1 How many exchanges are in play? Four. Last fall the Chicago Mercantile Exchange bid for the Chicago Board of Trade. Then Jeff Sprecher (above) of the Intercontinental Exchange (ICE) swooped in with a higher offer. This spring Deutsche Börse paid $2.8 billion for the U.S.'s biggest options market, the International Securities Exchange, and Nasdaq approached the options-heavy Philadelphia Exchange. Now several players are eyeing the New York Mercantile Exchange.

2 Why the sudden interest in these niche markets? Shares of plain-vanilla stock exchanges have cooled off since the feeding frenzy of the past year. But futures and options markets are still booming, trading at an average of 74 times earnings. That's giving them currency to do deals.

3 What's so great about them?

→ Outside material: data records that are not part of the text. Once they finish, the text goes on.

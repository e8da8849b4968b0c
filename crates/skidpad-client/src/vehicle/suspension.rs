//! Raycast wheel force calculations.
//!
//! Pure functions that can be tested in isolation without Bevy dependencies.
//! All forces are in world space; the caller turns them into velocity changes.

use glam::{Quat, Vec3};
use skidpad::WheelSuspension;

/// Result of a downward wheel ray.
#[derive(Clone, Copy, Debug, PartialEq)]
pub struct GroundHit {
    /// Distance from the connection point to the ground.
    pub distance: f32,
    /// Ground normal.
    pub normal: Vec3,
}

/// Per-wheel values needed to compute forces.
#[derive(Clone, Copy, Debug)]
pub struct WheelFrame {
    /// Connection point relative to the chassis center, in world space.
    pub lever: Vec3,
    /// Chassis rotation.
    pub chassis_rotation: Quat,
    /// Steering angle in radians; positive turns left.
    pub steering: f32,
    /// Chassis velocity at the connection point.
    pub point_velocity: Vec3,
}

/// Forces produced by one grounded wheel.
#[derive(Clone, Copy, Debug, Default, PartialEq)]
pub struct WheelForces {
    /// Suspension length after clamping to the travel limits.
    pub suspension_length: f32,
    /// Suspension force magnitude along the ground normal.
    pub suspension_force: f32,
    /// Total force on the chassis.
    pub force: Vec3,
    /// Torque about the chassis center.
    pub torque: Vec3,
    /// Wheel speed along its rolling direction.
    pub forward_speed: f32,
}

/// Length of the ray cast below each connection point.
pub fn ray_length(wheels: &WheelSuspension, wheel_radius: f32) -> f32 {
    wheels.suspension_rest_length + wheels.max_suspension_travel + wheel_radius
}

/// Suspension length for a ground hit, clamped to the travel limits.
pub fn suspension_length(wheels: &WheelSuspension, wheel_radius: f32, distance: f32) -> f32 {
    let min = (wheels.suspension_rest_length - wheels.max_suspension_travel).max(0.0);
    let max = wheels.suspension_rest_length + wheels.max_suspension_travel;
    (distance - wheel_radius).clamp(min, max)
}

/// Spring-damper force, scaled by chassis mass and clamped to
/// `[0, max_suspension_force]`.
///
/// `closing_speed` is positive while the suspension compresses.
pub fn suspension_force(
    wheels: &WheelSuspension,
    compression: f32,
    closing_speed: f32,
    chassis_mass: f32,
) -> f32 {
    let damping = if closing_speed > 0.0 {
        wheels.damping_compression
    } else {
        wheels.damping_relaxation
    };
    let force =
        (wheels.suspension_stiffness * compression + damping * closing_speed) * chassis_mass;
    force.clamp(0.0, wheels.max_suspension_force)
}

/// Direction `v` projected onto the plane with normal `normal`.
fn project_on_plane(v: Vec3, normal: Vec3) -> Vec3 {
    (v - normal * v.dot(normal)).normalize_or_zero()
}

/// Compute the forces of one wheel that touches the ground.
///
/// `mass_share` is the chassis mass divided by the number of grounded wheels;
/// lateral friction tries to cancel that share of sideways momentum within
/// one step, limited by `friction_slip * suspension_force`.
#[allow(clippy::too_many_arguments)]
pub fn grounded_wheel_forces(
    wheels: &WheelSuspension,
    wheel_radius: f32,
    chassis_mass: f32,
    mass_share: f32,
    frame: &WheelFrame,
    hit: GroundHit,
    engine_force: f32,
    dt: f32,
) -> WheelForces {
    let length = suspension_length(wheels, wheel_radius, hit.distance);
    let compression = wheels.suspension_rest_length - length;
    let closing_speed = -frame.point_velocity.dot(hit.normal);
    let load = suspension_force(wheels, compression, closing_speed, chassis_mass);

    // Wheel axes after steering, flattened onto the ground.
    let wheel_rotation = frame.chassis_rotation * Quat::from_rotation_y(frame.steering);
    let forward = project_on_plane(wheel_rotation * Vec3::NEG_Z, hit.normal);
    let side = project_on_plane(wheel_rotation * Vec3::X, hit.normal);

    let forward_speed = frame.point_velocity.dot(forward);
    let lateral_speed = frame.point_velocity.dot(side);

    let limit = wheels.friction_slip * load;
    let lateral = if dt > 0.0 {
        (-lateral_speed * mass_share / dt).clamp(-limit, limit)
    } else {
        0.0
    };

    let suspension = hit.normal * load;
    let drive = forward * engine_force;
    let friction = side * lateral;

    // Side forces act closer to the chassis center height to limit body roll.
    let local_lever = frame.chassis_rotation.inverse() * frame.lever;
    let roll_lever = frame.chassis_rotation
        * Vec3::new(
            local_lever.x,
            local_lever.y * wheels.roll_influence,
            local_lever.z,
        );

    WheelForces {
        suspension_length: length,
        suspension_force: load,
        force: suspension + drive + friction,
        torque: frame.lever.cross(suspension + drive) + roll_lever.cross(friction),
        forward_speed,
    }
}

/// Principal inverse inertia of a solid box.
pub fn box_inverse_inertia(mass: f32, size: Vec3) -> Vec3 {
    let s = size * size;
    let inertia = Vec3::new(s.y + s.z, s.x + s.z, s.x + s.y) * (mass / 12.0);
    Vec3::new(
        1.0 / inertia.x.max(1e-3),
        1.0 / inertia.y.max(1e-3),
        1.0 / inertia.z.max(1e-3),
    )
}

/// Angular velocity change for a world-space torque applied for `dt`.
pub fn angular_velocity_change(
    torque: Vec3,
    rotation: Quat,
    local_inverse_inertia: Vec3,
    dt: f32,
) -> Vec3 {
    let local = rotation.inverse() * torque;
    rotation * (local * local_inverse_inertia) * dt
}

/// Wheel spin rate in rad/s.
///
/// Grounded wheels roll with the ground. Airborne driven wheels use the
/// configured sliding spin when enabled, otherwise they keep spinning down.
pub fn wheel_spin_rate(
    wheels: &WheelSuspension,
    wheel_radius: f32,
    grounded: bool,
    forward_speed: f32,
    engine_force: f32,
    previous: f32,
) -> f32 {
    if grounded {
        forward_speed / wheel_radius
    } else if engine_force != 0.0 && wheels.use_custom_sliding_rotational_speed {
        wheels.custom_sliding_rotational_speed
    } else {
        previous * 0.99
    }
}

While Big Board stocks can be traded anywhere, from small exchanges to electronic networks, futures and options markets often have a monopoly on their products (corn futures, for one, are traded only on the CBOT). These niches pay off: CBOT's 2006 pretax margin was 47%, to Nasdaq's 12%.

4 So will they all be bought? Some, like Philly, may survive if their big investors won't sell (Citadel, Morgan Stanley, and other investors own 45% of the PHLX). But the rest only become more appealing.